Acaso no se lo propusiera la senadora Liliana Rendón. Pero su agreste inculpación a una señora por la golpiza que el “Bolillo” le había propinado provocó un escándalo mayor que el del agresor, y efectos inesperados. Primero, le dio visibilidad y rango político a la violencia contra la mujer que, siendo asunto público, pasa por privado. Segundo, formalizó la extendida teoría de que esa tara social es culpa de la mujer, demonio que provoca la ira del varón y su desenfreno sexual. Tercero, puso en entredicho la interpretación contraria, que acusa el ejercicio incontrolado de la fuerza bruta, masculina, contra la mujer que es pétalo de rosa “incapaz de una opinión desemejante” –diría el poeta-, negada para el heroísmo o la perversidad. Ambas versiones degradan a la mujer. Y saltan por las ramas de una planta carnívora que echa raíces en el seno mismo de la sociedad que desprotege a las mujeres hasta reducirlas a minoría discriminada, sin auxilio de la justicia y del Estado.
Aquí la cultura se regodea en su peor expediente: decreta la inferioridad “natural” de la mujer y la recíproca superioridad del hombre. Ella nació para el sufrimiento y la resignación; él, para la acción que podrá resolverse en agresión impune. La familia patriarcal asoma todos los días su fea cabeza de autoritarismo y violencia contra niños y mujeres. A la mujer se le golpea, se le paga menos por su trabajo, se le impone doble jornada laboral. A poco, si aborta para preservar su vida se le decretará muerte en vida tras las rejas. Hasta no hace mucho, la ley perdonaba al hombre que “en estado de ira e intenso dolor” asesinara a su mujer. La norma se derogó, mas no su espíritu. Éste sigue vivo en la conducta de los colombianos, en la tolerancia de la sociedad con la crueldad, en la indolencia de la ley para socorrer a la mujer y devolverle su dignidad de ciudadana con derechos que son iguales para todos. Según Forensis, en estudio de 54 asesinados en entorno familiar, 47 eran mujeres.

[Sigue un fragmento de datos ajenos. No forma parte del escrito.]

//! HTTP server for reconciliation jobs
//! Minimal HTTP handling on top of tokio

use recon_align::observability::{init_tracing, redact};
use recon_align::orchestrator::{JobStore, Orchestrator, ReconRequest, ReconResponse};
use recon_align::Settings;
use std::collections::HashMap;
use std::sync::Arc;
use tokio::io::{AsyncReadExt, AsyncWriteExt};
use tokio::net::{TcpListener, TcpStream};
use tracing::{error, info, warn};

const MAX_BODY_BYTES: usize = 8 * 1024 * 1024;

#[tokio::main]
async fn main() -> anyhow::Result<()> {
    init_tracing("info");
    let settings = Settings::from_env()?;
    let orchestrator = Arc::new(Orchestrator::from_settings(&settings)?);

    let listener = TcpListener::bind(&settings.server_addr).await?;
    info!("Server listening on {}", settings.server_addr);

    loop {
        let (stream, addr) = listener.accept().await?;
        info!("New connection from: {}", addr);
        tokio::spawn(handle_connection(stream, orchestrator.clone()));
    }
}

async fn handle_connection(mut stream: TcpStream, orchestrator: Arc<Orchestrator>) {
    let response = match read_request(&mut stream).await {
        Ok(Some(request)) => handle_request(&request, &orchestrator).await,
        Ok(None) => create_response(400, "Bad Request", r#"{"error":"Malformed request"}"#),
        Err(e) => {
            error!("Failed to read from stream: {}", e);
            return;
        }
    };
    if let Err(e) = stream.write_all(response.as_bytes()).await {
        error!("Failed to write response: {}", e);
    }
}

struct HttpRequest {
    method: String,
    path: String,
    body: String,
}

/// Read the head, then as many body bytes as `Content-Length` announces.
async fn read_request(stream: &mut TcpStream) -> std::io::Result<Option<HttpRequest>> {
    let mut data = Vec::new();
    let mut buffer = [0; 4096];
    let head_end = loop {
        let n = stream.read(&mut buffer).await?;
        if n == 0 {
            return Ok(None);
        }
        data.extend_from_slice(&buffer[..n]);
        if let Some(pos) = find_head_end(&data) {
            break pos;
        }
        if data.len() > MAX_BODY_BYTES {
            return Ok(None);
        }
    };

    let head = String::from_utf8_lossy(&data[..head_end]).to_string();
    let mut lines = head.lines();
    let Some(request_line) = lines.next() else {
        return Ok(None);
    };
    let parts: Vec<&str> = request_line.split_whitespace().collect();
    if parts.len() < 2 {
        return Ok(None);
    }

    let mut headers = HashMap::new();
    for line in lines {
        if let Some((key, value)) = line.split_once(':') {
            headers.insert(key.trim().to_lowercase(), value.trim().to_string());
        }
    }
    let content_length = headers
        .get("content-length")
        .and_then(|v| v.parse::<usize>().ok())
        .unwrap_or(0);
    if content_length > MAX_BODY_BYTES {
        return Ok(None);
    }

    let body_start = head_end + 4;
    while data.len() < body_start + content_length {
        let n = stream.read(&mut buffer).await?;
        if n == 0 {
            break;
        }
        data.extend_from_slice(&buffer[..n]);
    }
    let body_end = data.len().min(body_start + content_length);
    let body = String::from_utf8_lossy(&data[body_start.min(body_end)..body_end]).to_string();

    Ok(Some(HttpRequest {
        method: parts[0].to_string(),
        path: normalize_path(parts[1]),
        body,
    }))
}

fn find_head_end(data: &[u8]) -> Option<usize> {
    data.windows(4).position(|w| w == b"\r\n\r\n")
}

fn normalize_path(raw: &str) -> String {
    let path = raw.split('?').next().unwrap_or(raw).trim_end_matches('/');
    if path.is_empty() {
        "/".to_string()
    } else {
        path.to_string()
    }
}

async fn handle_request(request: &HttpRequest, orchestrator: &Orchestrator) -> String {
    info!("Request: {} {}", request.method, request.path);

    match (request.method.as_str(), request.path.as_str()) {
        ("GET", "/health") | ("GET", "/api/health") => {
            create_response(200, "OK", r#"{"status":"ok","service":"recon-align"}"#)
        }
        ("OPTIONS", _) => create_response(204, "No Content", ""),
        ("POST", "/api/reconcile") => {
            let recon_request: ReconRequest = match serde_json::from_str(&request.body) {
                Ok(r) => r,
                Err(e) => {
                    warn!("Rejected reconcile body: {}", e);
                    let body = serde_json::json!({ "error": format!("Invalid request body: {}", e) });
                    return create_response(400, "Bad Request", &body.to_string());
                }
            };
            let response = orchestrator.run(recon_request).await;
            json_response(200, "OK", &response)
        }
        ("GET", path) if path.starts_with("/api/jobs/") => {
            let job_id = &path["/api/jobs/".len()..];
            match orchestrator.store().load(job_id) {
                Ok(Some(state)) => json_response(200, "OK", &ReconResponse::from(&state)),
                Ok(None) => create_response(404, "Not Found", r#"{"error":"Unknown job id"}"#),
                Err(e) => {
                    error!("Job lookup failed: {}", redact(&e.to_string()));
                    create_response(500, "Internal Server Error", r#"{"error":"Job store unavailable"}"#)
                }
            }
        }
        _ => create_response(404, "Not Found", r#"{"error":"Not found"}"#),
    }
}

fn json_response(status: u16, status_text: &str, value: &impl serde::Serialize) -> String {
    match serde_json::to_string(value) {
        Ok(body) => create_response(status, status_text, &body),
        Err(_) => create_response(500, "Internal Server Error", r#"{"error":"Failed to serialize response"}"#),
    }
}

fn create_response(status: u16, status_text: &str, body: &str) -> String {
    format!(
        "HTTP/1.1 {} {}\r\n\
         Content-Type: application/json\r\n\
         Access-Control-Allow-Origin: *\r\n\
         Access-Control-Allow-Methods: GET, POST, OPTIONS\r\n\
         Access-Control-Allow-Headers: Content-Type\r\n\
         Content-Length: {}\r\n\
         Connection: close\r\n\
         \r\n\
         {}",
        status,
        status_text,
        body.len(),
        body
    )
}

La queja de víctima indefensa debilita aún más a la mujer, pues le reafirma una condición de inferioridad que no nace de su natural femenino sino de la desprotección. Sea cual fuere el remedio, la sociedad y ley deberán llevar la batuta: sociedad solidaria y justicia eficaz. Responsabilidad compartida entre hombres y mujeres. Ellos, para entrar en razón; ellas, para no permitir el maltrato. Vecinos y transeúntes, para denunciar siempre y con premura cualquier episodio de violencia contra la mujer. Nada de ello se logrará, sin embargo, sin campañas masivas de educación enderezadas a no contemporizar con estos delitos. Ejemplo al canto, el del cigarrillo: fume usted en un lugar público y será linchado; pero péguele a su mujer en la calle y la gente seguirá de largo. A la vigilancia permanente y el compromiso de cada ciudadano ha de sumarse la ley. Con dientes. Dotar a la Fiscalía, a juzgados e inspecciones de policía, a las oficinas de trabajo, del instrumental necesario para tramitar las denuncias por maltrato y por discriminación salarial. Todo ello amparado en políticas que propendan a la igualdad entre hombres y mujeres.

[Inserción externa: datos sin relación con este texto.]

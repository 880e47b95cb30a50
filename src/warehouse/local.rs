//! In-process warehouse.
//!
//! Tables live in a concurrent catalog keyed by their qualified id.
//! `execute` evaluates the structured plan directly: an equality hash join
//! followed by the same per-type rules the SQL text encodes.

use super::{RowSet, Warehouse};
use crate::connectors::WarehouseSource;
use crate::dataset::{Record, TabularDataset};
use crate::error::{ReconError, Result};
use crate::query_synth::rules::{
    array_mismatch, array_overlap, cell_number, numeric_diff, string_verdict, StringVerdict,
};
use crate::query_synth::template::{
    abs_diff_alias, array_score_alias, rel_diff_alias, string_recon_alias, SOURCE_ROW, TARGET_ROW,
};
use crate::query_synth::{ReconPlan, ReconQuery};
use async_trait::async_trait;
use dashmap::DashMap;
use serde_json::Value;
use std::collections::HashMap;
use tracing::{debug, info};

pub const LOCAL_PROJECT: &str = "local";

pub struct LocalWarehouse {
    staging_dataset: String,
    catalog: DashMap<String, TabularDataset>,
}

impl LocalWarehouse {
    pub fn new(staging_dataset: impl Into<String>) -> Self {
        Self {
            staging_dataset: staging_dataset.into(),
            catalog: DashMap::new(),
        }
    }

    /// Make a dataset addressable as a warehouse-native table.
    pub fn register(&self, table_id: impl Into<String>, dataset: TabularDataset) {
        self.catalog.insert(table_id.into(), dataset);
    }

    pub fn table(&self, table_id: &str) -> Option<TabularDataset> {
        self.catalog.get(table_id).map(|entry| entry.value().clone())
    }

    pub fn table_count(&self) -> usize {
        self.catalog.len()
    }

    fn records_of(&self, table_id: &str) -> Result<Vec<Record>> {
        let table = self
            .table(table_id)
            .ok_or_else(|| ReconError::Execution(format!("Table not found: {}", table_id)))?;
        table
            .records()
            .map_err(|e| ReconError::Execution(format!("Failed to read {}: {}", table_id, e)))
    }
}

#[async_trait]
impl Warehouse for LocalWarehouse {
    fn name(&self) -> &'static str {
        "local"
    }

    async fn load_table(&self, source: &WarehouseSource) -> Result<TabularDataset> {
        let table = self
            .table(&source.table_fqn)
            .ok_or_else(|| ReconError::Load(format!("Table not found in local catalog: {}", source.table_fqn)))?;
        table.select(&source.columns)
    }

    async fn materialize(&self, dataset: &TabularDataset, table_name: &str) -> Result<String> {
        let table_id = format!("{}.{}.{}", LOCAL_PROJECT, self.staging_dataset, table_name);
        self.register(table_id.clone(), dataset.clone());
        info!("Materialized {} rows into {}", dataset.height(), table_id);
        Ok(table_id)
    }

    async fn execute(&self, query: &ReconQuery) -> Result<RowSet> {
        let plan = &query.plan;
        let rows_a = self.records_of(&plan.table_a)?;
        let rows_b = self.records_of(&plan.table_b)?;
        let rows = evaluate_plan(plan, &rows_a, &rows_b);
        debug!("Local execution flagged {} of {} source rows", rows.len(), rows_a.len());
        Ok(RowSet {
            columns: output_columns(plan),
            rows,
        })
    }

    async fn drop_staging(&self, table_id: &str) -> Result<()> {
        if self.catalog.remove(table_id).is_some() {
            debug!("Dropped staging table {}", table_id);
        }
        Ok(())
    }
}

fn output_columns(plan: &ReconPlan) -> Vec<String> {
    let c = &plan.comparisons;
    let mut columns = vec![SOURCE_ROW.to_string(), TARGET_ROW.to_string()];
    for pair in &c.numeric {
        columns.push(abs_diff_alias(pair));
        columns.push(rel_diff_alias(pair));
    }
    columns.extend(c.array.iter().map(array_score_alias));
    columns.extend(c.string.iter().map(string_recon_alias));
    columns
}

/// Inner equality join on all join pairs; null keys never match.
pub fn evaluate_plan(plan: &ReconPlan, rows_a: &[Record], rows_b: &[Record]) -> Vec<Record> {
    let mut index: HashMap<Vec<String>, Vec<usize>> = HashMap::new();
    for (idx, row) in rows_b.iter().enumerate() {
        if let Some(key) = join_key(row, plan.join_pairs.iter().map(|p| &p.target)) {
            index.entry(key).or_default().push(idx);
        }
    }

    let mut out = Vec::new();
    for row_a in rows_a {
        let Some(key) = join_key(row_a, plan.join_pairs.iter().map(|p| &p.source)) else {
            continue;
        };
        let Some(matches) = index.get(&key) else {
            continue;
        };
        for &idx in matches {
            if let Some(flagged) = compare_rows(plan, row_a, &rows_b[idx]) {
                out.push(flagged);
            }
        }
    }
    out
}

fn join_key<'c>(row: &Record, columns: impl Iterator<Item = &'c String>) -> Option<Vec<String>> {
    columns
        .map(|c| row.get(c.as_str()).and_then(join_key_text))
        .collect()
}

fn compare_rows(plan: &ReconPlan, a: &Record, b: &Record) -> Option<Record> {
    let c = &plan.comparisons;
    let cell = |row: &Record, column: &str| row.get(column).cloned().unwrap_or(Value::Null);
    let mut record = Record::new();
    record.insert(SOURCE_ROW.to_string(), Value::Object(a.clone()));
    record.insert(TARGET_ROW.to_string(), Value::Object(b.clone()));
    let mut flagged = false;

    for pair in &c.numeric {
        let diff = numeric_diff(cell_number(&cell(a, &pair.source)), cell_number(&cell(b, &pair.target)));
        flagged |= diff.is_mismatch(&plan.thresholds);
        record.insert(abs_diff_alias(pair), number_or_null(diff.abs_diff));
        record.insert(rel_diff_alias(pair), number_or_null(diff.rel_diff));
    }
    for pair in &c.array {
        let score = array_overlap(&cell(a, &pair.source), &cell(b, &pair.target));
        flagged |= array_mismatch(score);
        record.insert(array_score_alias(pair), number_or_null(Some(score)));
    }
    for pair in &c.string {
        let verdict = string_verdict(&cell(a, &pair.source), &cell(b, &pair.target));
        flagged |= verdict == StringVerdict::Mismatch;
        record.insert(string_recon_alias(pair), Value::from(verdict.as_str()));
    }

    flagged.then_some(record)
}

fn number_or_null(value: Option<f64>) -> Value {
    value
        .and_then(serde_json::Number::from_f64)
        .map(Value::Number)
        .unwrap_or(Value::Null)
}

/// Canonical text for join comparison; `1` and `1.0` join.
fn join_key_text(value: &Value) -> Option<String> {
    match value {
        Value::Null => None,
        Value::Number(n) => n.as_f64().map(|f| f.to_string()),
        Value::String(s) => Some(s.clone()),
        other => Some(other.to_string()),
    }
}

#[cfg(test)]
mod tests {
    use super::*;
    use crate::query_synth::{ComparisonSet, Thresholds};
    use crate::schema_matcher::ColumnPair;
    use polars::prelude::*;
    use serde_json::json;

    fn plan(table_a: &str, table_b: &str) -> ReconPlan {
        ReconPlan {
            table_a: table_a.into(),
            table_b: table_b.into(),
            join_pairs: vec![ColumnPair::new("emp_id", "employee_id")],
            comparisons: ComparisonSet {
                numeric: vec![ColumnPair::new("salary", "pay")],
                array: vec![],
                string: vec![ColumnPair::new("city", "town")],
            },
            thresholds: Thresholds::default(),
        }
    }

    fn record(value: Value) -> Record {
        value.as_object().cloned().unwrap()
    }

    #[test]
    fn test_evaluate_plan_flags_mismatches_only() {
        let rows_a = vec![
            record(json!({"emp_id": 1, "salary": 100.0, "city": "Pune"})),
            record(json!({"emp_id": 2, "salary": 200.0, "city": "Oslo"})),
            record(json!({"emp_id": 3, "salary": 300.0, "city": "Lima"})),
            record(json!({"emp_id": null, "salary": 1.0, "city": "Nowhere"})),
        ];
        let rows_b = vec![
            record(json!({"employee_id": 1.0, "pay": 100.5, "town": "pune"})),
            record(json!({"employee_id": 2, "pay": 200.0, "town": "OSLO"})),
            record(json!({"employee_id": 3, "pay": 300.0, "town": "Quito"})),
        ];
        let rows = evaluate_plan(&plan("a", "b"), &rows_a, &rows_b);
        assert_eq!(rows.len(), 2);
        assert_eq!(rows[0]["salary_abs_diff"], json!(0.5));
        assert_eq!(rows[0]["city_string_recon"], json!("MATCH"));
        assert_eq!(rows[1]["city_string_recon"], json!("MISMATCH"));
        assert_eq!(rows[1][SOURCE_ROW]["emp_id"], json!(3));
    }

    #[tokio::test]
    async fn test_materialize_and_execute() {
        let warehouse = LocalWarehouse::new("recon_staging");
        let a = TabularDataset::new(df!["emp_id" => [1i64, 2], "salary" => [100.0, 5.0], "city" => ["x", "y"]].unwrap());
        let b = TabularDataset::new(
            df!["employee_id" => [1i64, 2], "pay" => [100.0, 9.0], "town" => ["x", "y"]].unwrap(),
        );
        let id_a = warehouse.materialize(&a, "job1_a").await.unwrap();
        let id_b = warehouse.materialize(&b, "job1_b").await.unwrap();
        assert_eq!(id_a, "local.recon_staging.job1_a");

        let query = ReconQuery {
            sql: String::new(),
            plan: plan(&id_a, &id_b),
        };
        let result = warehouse.execute(&query).await.unwrap();
        assert_eq!(result.len(), 1);
        assert_eq!(result.rows[0]["salary_abs_diff"], json!(4.0));
        assert!(result.columns.contains(&"salary_rel_diff".to_string()));
    }

    #[tokio::test]
    async fn test_drop_staging_removes_table() {
        let warehouse = LocalWarehouse::new("recon_staging");
        let frame = TabularDataset::new(df!["id" => [1i64]].unwrap());
        let table_id = warehouse.materialize(&frame, "job2_a").await.unwrap();
        warehouse.register("proj.ds.orders", frame);
        assert_eq!(warehouse.table_count(), 2);

        warehouse.drop_staging(&table_id).await.unwrap();
        assert!(warehouse.table(&table_id).is_none());
        assert_eq!(warehouse.table_count(), 1);
        // Dropping twice is fine.
        warehouse.drop_staging(&table_id).await.unwrap();
    }

    #[tokio::test]
    async fn test_execute_unknown_table_is_execution_error() {
        let warehouse = LocalWarehouse::new("s");
        let query = ReconQuery {
            sql: String::new(),
            plan: plan("nope_a", "nope_b"),
        };
        assert!(matches!(
            warehouse.execute(&query).await,
            Err(ReconError::Execution(_))
        ));
    }

    #[tokio::test]
    async fn test_load_registered_table() {
        let warehouse = LocalWarehouse::new("s");
        warehouse.register("proj.ds.orders", TabularDataset::new(df!["id" => [1i64], "amt" => [2.0]].unwrap()));
        let source = WarehouseSource {
            table_fqn: "proj.ds.orders".into(),
            columns: vec!["amt".into()],
        };
        let loaded = warehouse.load_table(&source).await.unwrap();
        assert_eq!(loaded.column_names(), vec!["amt"]);

        let missing = WarehouseSource {
            table_fqn: "proj.ds.nope".into(),
            columns: vec![],
        };
        assert!(matches!(warehouse.load_table(&missing).await, Err(ReconError::Load(_))));
    }
}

Cuando la protección de la mujer sea responsabilidad mutua de géneros, de la sociedad y del Estado, pasará a la historia el manido discurso que atribuye la debilidad de la mujer a su supuesta inferioridad: ni arpía subhumana, ni pétalo de rosa. Aunque no tenga la musculatura del varón, la mujer no es débil de suyo; es que la discriminación social la debilita. Sobrará también la humillante condescendencia de imponer cuotas políticas para ella, merézcalas o no. Ni una mujer como Angélica Lozano, ni un hombre como Rodrigo Lara Restrepo necesitarán graciosas concesiones para hacerse elegir concejales de Bogotá. Llegarán por mérito propio.